# [Input material]
----
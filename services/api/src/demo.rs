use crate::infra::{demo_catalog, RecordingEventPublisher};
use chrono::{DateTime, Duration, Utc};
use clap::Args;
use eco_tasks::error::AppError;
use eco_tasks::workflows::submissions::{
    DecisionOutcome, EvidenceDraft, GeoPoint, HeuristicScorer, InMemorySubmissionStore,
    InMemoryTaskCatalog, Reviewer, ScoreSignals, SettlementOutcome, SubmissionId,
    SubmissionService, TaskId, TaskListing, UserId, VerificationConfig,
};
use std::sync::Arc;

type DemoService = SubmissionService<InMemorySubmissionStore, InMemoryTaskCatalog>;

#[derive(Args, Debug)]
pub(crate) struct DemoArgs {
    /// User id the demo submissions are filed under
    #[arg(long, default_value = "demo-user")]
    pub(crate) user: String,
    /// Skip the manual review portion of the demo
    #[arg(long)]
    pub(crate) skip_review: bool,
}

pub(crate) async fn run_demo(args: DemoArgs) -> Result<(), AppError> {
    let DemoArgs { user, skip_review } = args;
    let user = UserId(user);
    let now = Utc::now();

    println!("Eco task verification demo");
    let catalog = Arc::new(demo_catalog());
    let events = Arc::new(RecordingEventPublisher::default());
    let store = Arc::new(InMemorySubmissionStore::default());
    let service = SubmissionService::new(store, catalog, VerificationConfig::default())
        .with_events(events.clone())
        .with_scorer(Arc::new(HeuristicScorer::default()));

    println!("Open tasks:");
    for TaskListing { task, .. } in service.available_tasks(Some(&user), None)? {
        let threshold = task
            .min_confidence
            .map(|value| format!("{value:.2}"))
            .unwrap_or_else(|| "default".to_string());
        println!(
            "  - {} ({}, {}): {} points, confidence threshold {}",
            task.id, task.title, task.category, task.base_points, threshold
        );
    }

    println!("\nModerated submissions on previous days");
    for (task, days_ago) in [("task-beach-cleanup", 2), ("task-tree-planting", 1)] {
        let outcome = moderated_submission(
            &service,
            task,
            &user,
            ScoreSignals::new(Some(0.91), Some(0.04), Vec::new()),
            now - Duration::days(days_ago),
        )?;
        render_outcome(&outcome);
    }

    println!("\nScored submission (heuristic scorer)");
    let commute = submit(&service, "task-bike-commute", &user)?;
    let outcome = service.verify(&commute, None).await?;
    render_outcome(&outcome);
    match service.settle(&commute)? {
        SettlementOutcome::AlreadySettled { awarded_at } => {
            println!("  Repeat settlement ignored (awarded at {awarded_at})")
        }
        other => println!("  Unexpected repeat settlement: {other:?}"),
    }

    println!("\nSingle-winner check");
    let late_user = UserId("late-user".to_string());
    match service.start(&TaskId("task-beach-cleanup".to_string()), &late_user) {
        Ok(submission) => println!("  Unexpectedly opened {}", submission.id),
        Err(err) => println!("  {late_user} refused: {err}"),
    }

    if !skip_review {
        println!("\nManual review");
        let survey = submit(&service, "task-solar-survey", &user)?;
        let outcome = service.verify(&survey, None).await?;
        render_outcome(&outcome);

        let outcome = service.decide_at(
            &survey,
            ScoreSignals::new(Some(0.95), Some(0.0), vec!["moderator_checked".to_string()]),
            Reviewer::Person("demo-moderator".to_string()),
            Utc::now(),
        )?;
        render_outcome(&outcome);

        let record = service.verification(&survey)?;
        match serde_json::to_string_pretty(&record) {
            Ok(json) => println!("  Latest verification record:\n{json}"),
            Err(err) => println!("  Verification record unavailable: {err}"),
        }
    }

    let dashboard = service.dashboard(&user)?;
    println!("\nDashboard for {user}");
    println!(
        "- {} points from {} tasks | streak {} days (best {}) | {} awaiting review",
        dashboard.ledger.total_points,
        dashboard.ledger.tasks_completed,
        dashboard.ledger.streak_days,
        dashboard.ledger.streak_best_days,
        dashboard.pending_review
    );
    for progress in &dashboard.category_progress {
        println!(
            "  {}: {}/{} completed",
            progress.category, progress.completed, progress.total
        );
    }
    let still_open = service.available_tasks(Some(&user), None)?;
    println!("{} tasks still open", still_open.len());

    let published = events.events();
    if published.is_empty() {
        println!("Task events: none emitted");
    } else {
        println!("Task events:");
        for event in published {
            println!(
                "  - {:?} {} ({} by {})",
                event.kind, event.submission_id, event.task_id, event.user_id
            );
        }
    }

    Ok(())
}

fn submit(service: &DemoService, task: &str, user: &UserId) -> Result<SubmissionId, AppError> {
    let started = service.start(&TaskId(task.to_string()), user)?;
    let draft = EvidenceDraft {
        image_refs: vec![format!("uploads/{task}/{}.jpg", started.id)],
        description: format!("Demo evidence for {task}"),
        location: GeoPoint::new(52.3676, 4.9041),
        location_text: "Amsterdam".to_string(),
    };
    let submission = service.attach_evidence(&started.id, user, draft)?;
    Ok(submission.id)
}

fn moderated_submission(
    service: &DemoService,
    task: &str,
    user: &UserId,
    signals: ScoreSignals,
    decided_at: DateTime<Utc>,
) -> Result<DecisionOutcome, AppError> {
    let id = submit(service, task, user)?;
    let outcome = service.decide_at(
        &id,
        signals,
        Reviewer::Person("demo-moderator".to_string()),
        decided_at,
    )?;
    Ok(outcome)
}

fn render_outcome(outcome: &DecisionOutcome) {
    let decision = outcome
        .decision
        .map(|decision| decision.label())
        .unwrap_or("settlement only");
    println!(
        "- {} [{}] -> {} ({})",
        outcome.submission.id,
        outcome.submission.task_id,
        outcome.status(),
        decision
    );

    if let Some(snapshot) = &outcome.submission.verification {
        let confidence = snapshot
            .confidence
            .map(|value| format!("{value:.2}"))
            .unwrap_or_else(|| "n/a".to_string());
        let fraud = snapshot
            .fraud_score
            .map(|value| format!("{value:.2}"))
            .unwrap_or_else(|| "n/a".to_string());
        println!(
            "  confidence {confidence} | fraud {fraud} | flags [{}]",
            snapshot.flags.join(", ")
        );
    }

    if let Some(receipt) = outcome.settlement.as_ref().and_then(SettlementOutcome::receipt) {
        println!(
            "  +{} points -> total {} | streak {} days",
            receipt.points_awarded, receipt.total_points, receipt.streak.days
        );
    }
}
----
# [Work request]
Return every line of the material exactly.

# [Answer for the task]
filename services/api/src/demo.rs
use crate::infra::{demo_catalog, RecordingEventPublisher};
use chrono::{DateTime, Duration, Utc};
use clap::Args;
use eco_tasks::error::AppError;
use eco_tasks::workflows::submissions::{
    DecisionOutcome, EvidenceDraft, GeoPoint, HeuristicScorer, InMemorySubmissionStore,
    InMemoryTaskCatalog, Reviewer, ScoreSignals, SettlementOutcome, SubmissionId,
    SubmissionService, TaskId, TaskListing, UserId, VerificationConfig,
};
use std::sync::Arc;

type DemoService = SubmissionService<InMemorySubmissionStore, InMemoryTaskCatalog>;

#[derive(Args, Debug)]
pub(crate) struct DemoArgs {
    /// User id the demo submissions are filed under
    #[arg(long, default_value = "demo-user")]
    pub(crate) user: String,
    /// Skip the manual review portion of the demo
    #[arg(long)]
    pub(crate) skip_review: bool,
}

pub(crate) async fn run_demo(args: DemoArgs) -> Result<(), AppError> {
    let DemoArgs { user, skip_review } = args;
    let user = UserId(user);
    let now = Utc::now();

    println!("Eco task verification demo");
    let catalog = Arc::new(demo_catalog());
    let events = Arc::new(RecordingEventPublisher::default());
    let store = Arc::new(InMemorySubmissionStore::default());
    let service = SubmissionService::new(store, catalog, VerificationConfig::default())
        .with_events(events.clone())
        .with_scorer(Arc::new(HeuristicScorer::default()));

    println!("Open tasks:");
    for TaskListing { task, .. } in service.available_tasks(Some(&user), None)? {
        let threshold = task
            .min_confidence
            .map(|value| format!("{value:.2}"))
            .unwrap_or_else(|| "default".to_string());
        println!(
            "  - {} ({}, {}): {} points, confidence threshold {}",
            task.id, task.title, task.category, task.base_points, threshold
        );
    }

    println!("\nModerated submissions on previous days");
    for (task, days_ago) in [("task-beach-cleanup", 2), ("task-tree-planting", 1)] {
        let outcome = moderated_submission(
            &service,
            task,
            &user,
            ScoreSignals::new(Some(0.91), Some(0.04), Vec::new()),
            now - Duration::days(days_ago),
        )?;
        render_outcome(&outcome);
    }

    println!("\nScored submission (heuristic scorer)");
    let commute = submit(&service, "task-bike-commute", &user)?;
    let outcome = service.verify(&commute, None).await?;
    render_outcome(&outcome);
    match service.settle(&commute)? {
        SettlementOutcome::AlreadySettled { awarded_at } => {
            println!("  Repeat settlement ignored (awarded at {awarded_at})")
        }
        other => println!("  Unexpected repeat settlement: {other:?}"),
    }

    println!("\nSingle-winner check");
    let late_user = UserId("late-user".to_string());
    match service.start(&TaskId("task-beach-cleanup".to_string()), &late_user) {
        Ok(submission) => println!("  Unexpectedly opened {}", submission.id),
        Err(err) => println!("  {late_user} refused: {err}"),
    }

    if !skip_review {
        println!("\nManual review");
        let survey = submit(&service, "task-solar-survey", &user)?;
        let outcome = service.verify(&survey, None).await?;
        render_outcome(&outcome);

        let outcome = service.decide_at(
            &survey,
            ScoreSignals::new(Some(0.95), Some(0.0), vec!["moderator_checked".to_string()]),
            Reviewer::Person("demo-moderator".to_string()),
            Utc::now(),
        )?;
        render_outcome(&outcome);

        let record = service.verification(&survey)?;
        match serde_json::to_string_pretty(&record) {
            Ok(json) => println!("  Latest verification record:\n{json}"),
            Err(err) => println!("  Verification record unavailable: {err}"),
        }
    }

    let dashboard = service.dashboard(&user)?;
    println!("\nDashboard for {user}");
    println!(
        "- {} points from {} tasks | streak {} days (best {}) | {} awaiting review",
        dashboard.ledger.total_points,
        dashboard.ledger.tasks_completed,
        dashboard.ledger.streak_days,
        dashboard.ledger.streak_best_days,
        dashboard.pending_review
    );
    for progress in &dashboard.category_progress {
        println!(
            "  {}: {}/{} completed",
            progress.category, progress.completed, progress.total
        );
    }
    let still_open = service.available_tasks(Some(&user), None)?;
    println!("{} tasks still open", still_open.len());

    let published = events.events();
    if published.is_empty() {
        println!("Task events: none emitted");
    } else {
        println!("Task events:");
        for event in published {
            println!(
                "  - {:?} {} ({} by {})",
                event.kind, event.submission_id, event.task_id, event.user_id
            );
        }
    }

    Ok(())
}

fn submit(service: &DemoService, task: &str, user: &UserId) -> Result<SubmissionId, AppError> {
    let started = service.start(&TaskId(task.to_string()), user)?;
    let draft = EvidenceDraft {
        image_refs: vec![format!("uploads/{task}/{}.jpg", started.id)],
        description: format!("Demo evidence for {task}"),
        location: GeoPoint::new(52.3676, 4.9041),
        location_text: "Amsterdam".to_string(),
    };
    let submission = service.attach_evidence(&started.id, user, draft)?;
    Ok(submission.id)
}

fn moderated_submission(
    service: &DemoService,
    task: &str,
    user: &UserId,
    signals: ScoreSignals,
    decided_at: DateTime<Utc>,
) -> Result<DecisionOutcome, AppError> {
    let id = submit(service, task, user)?;
    let outcome = service.decide_at(
        &id,
        signals,
        Reviewer::Person("demo-moderator".to_string()),
        decided_at,
    )?;
    Ok(outcome)
}

fn render_outcome(outcome: &DecisionOutcome) {
    let decision = outcome
        .decision
        .map(|decision| decision.label())
        .unwrap_or("settlement only");
    println!(
        "- {} [{}] -> {} ({})",
        outcome.submission.id,
        outcome.submission.task_id,
        outcome.status(),
        decision
    );

    if let Some(snapshot) = &outcome.submission.verification {
        let confidence = snapshot
            .confidence
            .map(|value| format!("{value:.2}"))
            .unwrap_or_else(|| "n/a".to_string());
        let fraud = snapshot
            .fraud_score
            .map(|value| format!("{value:.2}"))
            .unwrap_or_else(|| "n/a".to_string());
        println!(
            "  confidence {confidence} | fraud {fraud} | flags [{}]",
            snapshot.flags.join(", ")
        );
    }

    if let Some(receipt) = outcome.settlement.as_ref().and_then(SettlementOutcome::receipt) {
        println!(
            "  +{} points -> total {} | streak {} days",
            receipt.points_awarded, receipt.total_points, receipt.streak.days
        );
    }
}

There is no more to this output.